### [EXERCISE GOAL]
Copy the records below verbatim, from the first line through the line containing "pub trait CredentialStore", inclusive, and output nothing else.

### [SUPPLIED RECORDS]
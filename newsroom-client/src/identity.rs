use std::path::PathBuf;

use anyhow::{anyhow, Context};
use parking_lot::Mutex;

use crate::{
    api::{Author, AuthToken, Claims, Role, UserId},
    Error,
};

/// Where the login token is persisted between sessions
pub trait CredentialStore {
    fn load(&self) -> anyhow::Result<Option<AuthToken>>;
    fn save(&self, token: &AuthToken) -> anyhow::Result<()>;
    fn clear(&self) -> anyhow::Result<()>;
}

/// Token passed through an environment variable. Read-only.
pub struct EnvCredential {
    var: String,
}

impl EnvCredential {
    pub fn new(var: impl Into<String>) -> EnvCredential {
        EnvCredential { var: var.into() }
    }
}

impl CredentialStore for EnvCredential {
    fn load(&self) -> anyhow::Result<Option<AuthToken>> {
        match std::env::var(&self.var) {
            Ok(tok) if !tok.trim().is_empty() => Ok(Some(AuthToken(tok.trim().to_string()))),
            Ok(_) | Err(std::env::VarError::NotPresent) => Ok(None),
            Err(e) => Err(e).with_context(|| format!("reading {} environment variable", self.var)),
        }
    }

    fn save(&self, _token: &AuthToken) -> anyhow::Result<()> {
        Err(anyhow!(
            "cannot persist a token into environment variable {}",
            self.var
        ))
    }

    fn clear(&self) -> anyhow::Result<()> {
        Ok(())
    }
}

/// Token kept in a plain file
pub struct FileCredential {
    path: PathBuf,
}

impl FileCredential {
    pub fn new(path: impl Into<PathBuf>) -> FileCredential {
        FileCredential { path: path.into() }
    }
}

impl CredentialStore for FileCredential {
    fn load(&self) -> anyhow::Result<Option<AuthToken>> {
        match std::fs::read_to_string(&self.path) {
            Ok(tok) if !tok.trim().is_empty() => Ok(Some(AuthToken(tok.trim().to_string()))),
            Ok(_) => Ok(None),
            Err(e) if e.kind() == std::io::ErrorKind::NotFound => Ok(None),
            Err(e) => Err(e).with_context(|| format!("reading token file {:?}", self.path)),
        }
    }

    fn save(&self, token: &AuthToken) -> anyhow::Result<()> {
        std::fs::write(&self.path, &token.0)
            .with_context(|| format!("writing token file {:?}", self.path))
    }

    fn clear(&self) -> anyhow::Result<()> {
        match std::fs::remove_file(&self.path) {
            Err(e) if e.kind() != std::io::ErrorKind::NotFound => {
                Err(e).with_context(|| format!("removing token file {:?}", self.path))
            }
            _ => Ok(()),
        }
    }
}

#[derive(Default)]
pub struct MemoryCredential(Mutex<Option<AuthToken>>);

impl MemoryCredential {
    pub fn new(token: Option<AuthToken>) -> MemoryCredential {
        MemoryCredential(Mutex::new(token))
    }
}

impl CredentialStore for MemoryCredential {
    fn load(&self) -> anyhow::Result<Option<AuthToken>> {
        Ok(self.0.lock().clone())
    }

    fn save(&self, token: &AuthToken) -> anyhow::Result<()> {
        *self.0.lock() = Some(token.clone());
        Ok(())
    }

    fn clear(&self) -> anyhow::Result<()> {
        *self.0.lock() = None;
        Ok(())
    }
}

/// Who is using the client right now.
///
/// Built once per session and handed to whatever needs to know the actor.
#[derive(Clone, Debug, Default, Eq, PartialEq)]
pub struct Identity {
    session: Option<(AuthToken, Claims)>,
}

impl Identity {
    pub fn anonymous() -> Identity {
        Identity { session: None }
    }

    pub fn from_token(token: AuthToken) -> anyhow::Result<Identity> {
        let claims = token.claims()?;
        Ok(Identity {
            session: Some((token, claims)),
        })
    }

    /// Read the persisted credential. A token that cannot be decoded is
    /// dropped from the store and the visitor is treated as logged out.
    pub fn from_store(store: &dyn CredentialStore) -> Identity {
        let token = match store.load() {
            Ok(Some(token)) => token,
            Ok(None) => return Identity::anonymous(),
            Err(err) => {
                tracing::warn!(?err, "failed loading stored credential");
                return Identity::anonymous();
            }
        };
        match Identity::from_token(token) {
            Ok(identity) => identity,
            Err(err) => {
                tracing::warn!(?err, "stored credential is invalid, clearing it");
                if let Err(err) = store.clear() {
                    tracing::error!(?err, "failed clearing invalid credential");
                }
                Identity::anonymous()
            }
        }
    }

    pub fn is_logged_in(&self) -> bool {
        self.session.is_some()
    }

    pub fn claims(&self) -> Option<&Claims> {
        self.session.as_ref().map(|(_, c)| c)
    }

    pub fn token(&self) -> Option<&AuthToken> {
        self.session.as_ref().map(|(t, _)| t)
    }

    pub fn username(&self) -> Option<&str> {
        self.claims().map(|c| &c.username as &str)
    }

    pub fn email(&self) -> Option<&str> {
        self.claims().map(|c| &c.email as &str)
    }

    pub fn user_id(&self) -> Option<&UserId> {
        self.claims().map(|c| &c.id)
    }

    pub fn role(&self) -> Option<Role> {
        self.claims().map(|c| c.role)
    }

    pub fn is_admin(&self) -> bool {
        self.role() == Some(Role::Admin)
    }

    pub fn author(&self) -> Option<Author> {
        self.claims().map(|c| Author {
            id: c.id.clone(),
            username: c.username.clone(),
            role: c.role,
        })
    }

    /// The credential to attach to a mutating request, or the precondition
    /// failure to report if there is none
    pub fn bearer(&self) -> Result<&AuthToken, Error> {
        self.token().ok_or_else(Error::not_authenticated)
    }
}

### [PROBLEM SOLUTION]
filename newsroom-client/src/identity.rs
use std::path::PathBuf;

use anyhow::{anyhow, Context};
use parking_lot::Mutex;

use crate::{
    api::{Author, AuthToken, Claims, Role, UserId},
    Error,
};

/// Where the login token is persisted between sessions
pub trait CredentialStore {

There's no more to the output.